Yep, looks like it. gcc is also complaining about sgl_nsegs being write-only. With those two things fixed, ccp builds.

cem updated this revision to Diff 36370.EditedDec 8 2017, 12:24 AM
cem marked 29 inline comments as done.
cem edited the summary of this revision. (Show Details)
  • Return EAGAIN if we're out of ring space (squash to ENOMEM at top level for OCF consumers). (I decided to punt on a sleepable API.) Ring space is evaluated lazily and partial submissions are rolled back if we discover ourselves to be out of space.
  • Fix up cleanup on descriptor error; clear out and error the entire operation/transaction (through next callback).
  • Be sure to zero sensitive key data in session descriptor.
  • Fix up most of the review feedback from Mark
cem updated this revision to Diff 36371.Dec 8 2017, 12:46 AM

cryptotest.py: Add similar skipping for unsupported AES-GCM inputs

cem updated this revision to Diff 37380.Jan 1 2018, 10:48 PM

Implement AES-XTS.

cem edited the summary of this revision. (Show Details)Jan 13 2018, 5:48 PM
cem marked an inline comment as done.Jan 13 2018, 5:55 PM

Committed MAXADDR 48bit separately.

cem updated this revision to Diff 38008.Jan 15 2018, 11:24 PM
cem edited the summary of this revision. (Show Details)

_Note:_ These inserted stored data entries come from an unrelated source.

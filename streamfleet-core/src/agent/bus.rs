use std::collections::HashMap;
use std::fmt;
use std::pin::Pin;
use std::sync::{Arc, Mutex};

use async_trait::async_trait;
use futures::Stream;
use thiserror::Error;
use tokio::sync::broadcast;
use tokio_stream::wrappers::BroadcastStream;
use tokio_stream::StreamExt;

#[derive(Debug, Error)]
pub enum BusError {
    #[error("message encoding error: {0}")]
    Encode(#[from] serde_json::Error),
    #[error("bus transport error: {0}")]
    Transport(String),
}

pub type MessageStream = Pin<Box<dyn Stream<Item = String> + Send>>;

/// Fire-and-forget pub/sub transport between the controller and node agents.
#[async_trait]
pub trait CommandBus: Send + Sync {
    /// Returns how many subscribers received the message.
    async fn publish(&self, channel: &str, message: &str) -> Result<usize, BusError>;

    async fn subscribe(&self, channel: &str) -> Result<MessageStream, BusError>;
}

/// In-process bus. Messages published to a channel nobody listens on are
/// dropped and reported as zero receivers.
#[derive(Clone)]
pub struct InMemoryBus {
    channels: Arc<Mutex<HashMap<String, broadcast::Sender<String>>>>,
    capacity: usize,
}

impl fmt::Debug for InMemoryBus {
    fn fmt(&self, f: &mut fmt::Formatter<'_>) -> fmt::Result {
        f.debug_struct("InMemoryBus")
            .field("capacity", &self.capacity)
            .finish_non_exhaustive()
    }
}

impl Default for InMemoryBus {
    fn default() -> Self {
        Self::new(256)
    }
}

impl InMemoryBus {
    pub fn new(capacity: usize) -> Self {
        Self {
            channels: Arc::new(Mutex::new(HashMap::new())),
            capacity: capacity.max(1),
        }
    }

    fn sender(&self, channel: &str, create: bool) -> Result<Option<broadcast::Sender<String>>, BusError> {
        let mut channels = self
            .channels
            .lock()
            .map_err(|_| BusError::Transport("channel registry poisoned".to_string()))?;
        if let Some(sender) = channels.get(channel) {
            return Ok(Some(sender.clone()));
        }
        if !create {
            return Ok(None);
        }
        let (sender, _) = broadcast::channel(self.capacity);
        channels.insert(channel.to_string(), sender.clone());
        Ok(Some(sender))
    }
}

#[async_trait]
impl CommandBus for InMemoryBus {
    async fn publish(&self, channel: &str, message: &str) -> Result<usize, BusError> {
        let Some(sender) = self.sender(channel, false)? else {
            return Ok(0);
        };
        Ok(sender.send(message.to_string()).unwrap_or(0))
    }

    async fn subscribe(&self, channel: &str) -> Result<MessageStream, BusError> {
        let sender = self
            .sender(channel, true)?
            .ok_or_else(|| BusError::Transport(format!("channel {channel} unavailable")))?;
        let stream = BroadcastStream::new(sender.subscribe()).filter_map(|item| item.ok());
        Ok(Box::pin(stream))
    }
}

Hide debugging (and especially sensitive content printing) behind special
macros. DPRINTF is debug spam and can be enabled at runtime. INSECURE_DEBUG()
prints sensitive material and is compiled out by default.

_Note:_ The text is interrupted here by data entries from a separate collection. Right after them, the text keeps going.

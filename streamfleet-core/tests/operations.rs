use std::sync::Arc;

use serde_json::json;
use streamfleet_core::config::OperationsSection;
use streamfleet_core::{
    Clock, ManualClock, MemoryStore, OperationKind, OperationStatus, StreamOperationQueue,
};

fn queue() -> (StreamOperationQueue, Arc<ManualClock>) {
    let clock = Arc::new(ManualClock::default());
    let store = Arc::new(MemoryStore::new(clock.clone()));
    let queue = StreamOperationQueue::new(store, clock.clone(), OperationsSection::default());
    (queue, clock)
}

#[test]
fn admission_follows_conflict_table() {
    let (queue, _) = queue();
    assert!(queue
        .queue_operation("job-1", OperationKind::StartStream, json!({}))
        .unwrap());

    // START conflicts with START and STOP; UPDATE conflicts with START.
    assert!(!queue
        .queue_operation("job-1", OperationKind::StartStream, json!({}))
        .unwrap());
    assert!(!queue
        .queue_operation("job-1", OperationKind::StopStream, json!({}))
        .unwrap());
    assert!(!queue
        .queue_operation("job-1", OperationKind::UpdateStream, json!({}))
        .unwrap());
    // RESTART conflicts with nothing.
    assert!(queue
        .queue_operation("job-1", OperationKind::RestartStream, json!({}))
        .unwrap());

    // Other jobs are independent.
    assert!(queue
        .queue_operation("job-2", OperationKind::StopStream, json!({}))
        .unwrap());
    assert!(!queue
        .queue_operation("job-2", OperationKind::StopStream, json!({}))
        .unwrap());
}

#[test]
fn processing_operation_still_blocks_conflicts() {
    let (queue, _) = queue();
    queue
        .queue_operation("job-1", OperationKind::StartStream, json!({}))
        .unwrap();
    let op = queue.process_next("job-1").unwrap().unwrap();
    assert_eq!(op.status, OperationStatus::Processing);
    assert!(!queue
        .queue_operation("job-1", OperationKind::StartStream, json!({}))
        .unwrap());

    queue.mark_completed("job-1", &op.id, true).unwrap();
    assert!(queue
        .queue_operation("job-1", OperationKind::StopStream, json!({}))
        .unwrap());
}

#[test]
fn at_most_one_operation_processes_per_job() {
    let (queue, _) = queue();
    queue
        .queue_operation("job-1", OperationKind::UpdateStream, json!({"loop_enabled": true}))
        .unwrap();
    queue
        .queue_operation("job-1", OperationKind::RestartStream, json!({}))
        .unwrap();
    let first = queue.process_next("job-1").unwrap().unwrap();
    assert_eq!(first.kind, OperationKind::RestartStream);
    assert!(queue.process_next("job-1").unwrap().is_none());

    queue.mark_completed("job-1", &first.id, true).unwrap();
    let second = queue.process_next("job-1").unwrap().unwrap();
    assert_eq!(second.kind, OperationKind::UpdateStream);
    assert_eq!(second.payload["loop_enabled"], true);
}

#[test]
fn stop_outranks_everything_else() {
    let (queue, _) = queue();
    queue
        .queue_operation("job-1", OperationKind::UpdateStream, json!({}))
        .unwrap();
    queue
        .queue_operation("job-1", OperationKind::RestartStream, json!({}))
        .unwrap();
    let status = queue.get_status("job-1").unwrap();
    let priorities: Vec<i64> = status.queued.iter().map(|op| op.priority).collect();
    assert_eq!(priorities, vec![85, 80]);

    let (queue, _) = self::queue();
    queue
        .queue_operation("job-9", OperationKind::RestartStream, json!({}))
        .unwrap();
    queue
        .queue_operation("job-9", OperationKind::StopStream, json!({}))
        .unwrap();
    let next = queue.process_next("job-9").unwrap().unwrap();
    assert_eq!(next.kind, OperationKind::StopStream);
    assert_eq!(next.priority, 100);
}

#[test]
fn failures_back_off_then_fail_permanently() {
    let (queue, clock) = queue();
    queue
        .queue_operation("job-1", OperationKind::StartStream, json!({}))
        .unwrap();

    let expected = [(1, 10, 89), (2, 20, 88)];
    for (retry_count, delay, priority) in expected {
        let op = queue.process_next("job-1").unwrap().unwrap();
        assert!(queue.mark_failed("job-1", &op.id, "ssh timeout").unwrap());

        let status = queue.get_status("job-1").unwrap();
        let requeued = &status.queued[0];
        assert_eq!(requeued.retry_count, retry_count);
        assert_eq!(requeued.priority, priority);
        assert_eq!(requeued.not_before, Some(clock.now() + chrono::Duration::seconds(delay)));
        assert_eq!(requeued.last_error.as_deref(), Some("ssh timeout"));

        clock.advance_secs(delay - 1);
        assert!(queue.process_next("job-1").unwrap().is_none(), "still backing off");
        clock.advance_secs(1);
    }

    let op = queue.process_next("job-1").unwrap().unwrap();
    assert!(!queue.mark_failed("job-1", &op.id, "ssh timeout").unwrap());
    let status = queue.get_status("job-1").unwrap();
    assert!(status.queued.is_empty());
    assert!(status.processing.is_none());
    assert_eq!(status.history.len(), 1);
    assert_eq!(status.history[0].status, OperationStatus::Failed);
    assert_eq!(status.history[0].retry_count, 3);

    // Never re-queued again.
    assert!(!queue.mark_failed("job-1", &op.id, "ssh timeout").unwrap());
    assert!(queue.process_next("job-1").unwrap().is_none());
}

#[test]
fn stale_processing_marker_expires() {
    let (queue, clock) = queue();
    queue
        .queue_operation("job-1", OperationKind::StopStream, json!({}))
        .unwrap();
    let op = queue.process_next("job-1").unwrap().unwrap();
    assert!(!queue
        .queue_operation("job-1", OperationKind::StopStream, json!({}))
        .unwrap());

    clock.advance_secs(301);
    assert!(queue.get_status("job-1").unwrap().processing.is_none());
    assert!(queue
        .queue_operation("job-1", OperationKind::StopStream, json!({}))
        .unwrap());
    // A late completion for the expired operation is ignored.
    queue.mark_completed("job-1", &op.id, true).unwrap();
    assert!(queue.get_status("job-1").unwrap().history.is_empty());
}

#[test]
fn queue_entries_expire_after_five_minutes() {
    let (queue, clock) = queue();
    queue
        .queue_operation("job-1", OperationKind::StartStream, json!({}))
        .unwrap();
    clock.advance_secs(301);
    assert!(queue.process_next("job-1").unwrap().is_none());
    assert!(queue
        .queue_operation("job-1", OperationKind::StartStream, json!({}))
        .unwrap());
}

#[test]
fn history_is_bounded() {
    let (queue, _) = queue();
    for _ in 0..105 {
        queue
            .queue_operation("job-1", OperationKind::RestartStream, json!({}))
            .unwrap();
        let op = queue.process_next("job-1").unwrap().unwrap();
        queue.mark_completed("job-1", &op.id, true).unwrap();
    }
    let status = queue.get_status("job-1").unwrap();
    assert_eq!(status.history.len(), 100);
    assert!(status
        .history
        .iter()
        .all(|op| op.status == OperationStatus::Completed));
}

#[test]
fn clear_operations_drops_queue_and_marker() {
    let (queue, _) = queue();
    queue
        .queue_operation("job-1", OperationKind::StartStream, json!({}))
        .unwrap();
    queue
        .queue_operation("job-1", OperationKind::RestartStream, json!({}))
        .unwrap();
    queue.process_next("job-1").unwrap().unwrap();
    assert_eq!(queue.clear_operations("job-1").unwrap(), 2);
    let status = queue.get_status("job-1").unwrap();
    assert!(status.queued.is_empty());
    assert!(status.processing.is_none());
}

cem updated this revision to Diff 38010.Jan 15 2018, 11:27 PM

Accidentally posted two patches; remove accidentally added patch.

cem marked 4 inline comments as done.Jan 15 2018, 11:29 PM

I think the driver is more or less ready to go in now.

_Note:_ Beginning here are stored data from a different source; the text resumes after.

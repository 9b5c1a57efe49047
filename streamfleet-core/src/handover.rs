//! Zero-downtime agent updates.
//!
//! A node with no active sessions is updated directly. Otherwise its
//! sessions are relocated to a single node with enough spare capacity, and
//! the update only proceeds once a later check confirms the relocated
//! sessions are ACTIVE. If no such node exists the update is deferred;
//! live streams are never interrupted for an update.

use std::fmt;
use std::sync::Arc;

use chrono::{DateTime, Duration, Utc};
use serde::{Deserialize, Serialize};
use serde_json::Value;
use thiserror::Error;
use tracing::{info, warn};

use crate::agent::{AgentClient, AgentCommand, BusError, Delivery};
use crate::clock::Clock;
use crate::config::HandoverSection;
use crate::fleet::{
    Node, NodeRegistry, NodeStatus, PlacementPlanner, RegistryError, StreamingStrategy,
};
use crate::lifecycle::{
    JobStatus, LifecycleError, StartKind, StopKind, StreamLifecycleManager, StreamSession,
};
use crate::store::{get_record, put_record, SharedStore, StoreError};
use crate::timers::{TimerKind, TimerQueue};

#[derive(Debug, Error)]
pub enum HandoverError {
    #[error("store error: {0}")]
    Store(#[from] StoreError),
    #[error("registry error: {0}")]
    Registry(#[from] RegistryError),
    #[error("lifecycle error: {0}")]
    Lifecycle(#[from] LifecycleError),
    #[error("bus error: {0}")]
    Bus(#[from] BusError),
}

pub type HandoverResult<T> = Result<T, HandoverError>;

fn context_key(node_id: &str) -> String {
    format!("vps_handover:{node_id}")
}

#[derive(Debug, Clone, PartialEq, Serialize, Deserialize)]
pub struct UpdateRequest {
    pub version: String,
    #[serde(default)]
    pub update_data: Value,
}

#[derive(Debug, Clone, PartialEq, Serialize, Deserialize)]
pub struct MigratedSession {
    pub job_id: String,
    pub previous_session_id: String,
    #[serde(default)]
    pub new_session_id: Option<String>,
    #[serde(default)]
    pub error: Option<String>,
}

#[derive(Debug, Clone, PartialEq, Serialize, Deserialize)]
pub struct HandoverContext {
    pub source_node: String,
    pub destination_node: String,
    pub sessions: Vec<MigratedSession>,
    pub update: UpdateRequest,
    pub started_at: DateTime<Utc>,
}

#[derive(Debug, Clone, PartialEq, Serialize)]
#[serde(tag = "outcome", rename_all = "snake_case")]
pub enum UpdateOutcome {
    /// Update command delivered; completion is checked later.
    Updating { node_id: String },
    HandoverStarted {
        source: String,
        destination: String,
        migrated: Vec<String>,
        failed: Vec<String>,
    },
    /// Nothing was changed; try again after `retry_after` seconds.
    Deferred { retry_after: i64, reason: String },
}

#[derive(Debug, Clone, PartialEq, Serialize)]
#[serde(tag = "check", rename_all = "snake_case")]
pub enum HandoverCheck {
    Completed { outcome: UpdateOutcome },
    Pending { unverified: Vec<String> },
    /// The context timed out, vanished, or the source node changed status
    /// underneath it. No update was sent.
    Expired,
}

pub struct GracefulAgentUpdate {
    store: Arc<dyn SharedStore>,
    registry: NodeRegistry,
    lifecycle: Arc<StreamLifecycleManager>,
    planner: Arc<PlacementPlanner>,
    agent: AgentClient,
    timers: TimerQueue,
    clock: Arc<dyn Clock>,
    config: HandoverSection,
}

impl fmt::Debug for GracefulAgentUpdate {
    fn fmt(&self, f: &mut fmt::Formatter<'_>) -> fmt::Result {
        f.debug_struct("GracefulAgentUpdate")
            .field("config", &self.config)
            .finish_non_exhaustive()
    }
}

cem added a comment.Jan 15 2018, 11:36 PM

Put trivial random changes in independent review for secteam: https://reviews.freebsd.org/D13925

CCing (maybe :-)) interested parties for the random source portion of this driver.

cem updated this revision to Diff 38045.Jan 16 2018, 6:11 PM

Rebase past smaller changes pulled out and committed already.

If there are no objections in the next day or two, I'll go ahead and commit
this to the tree.

This revision was not accepted when it landed; it landed in state Needs Review.Jan 18 2018, 10:01 PM
This revision was automatically updated to reflect the committed changes.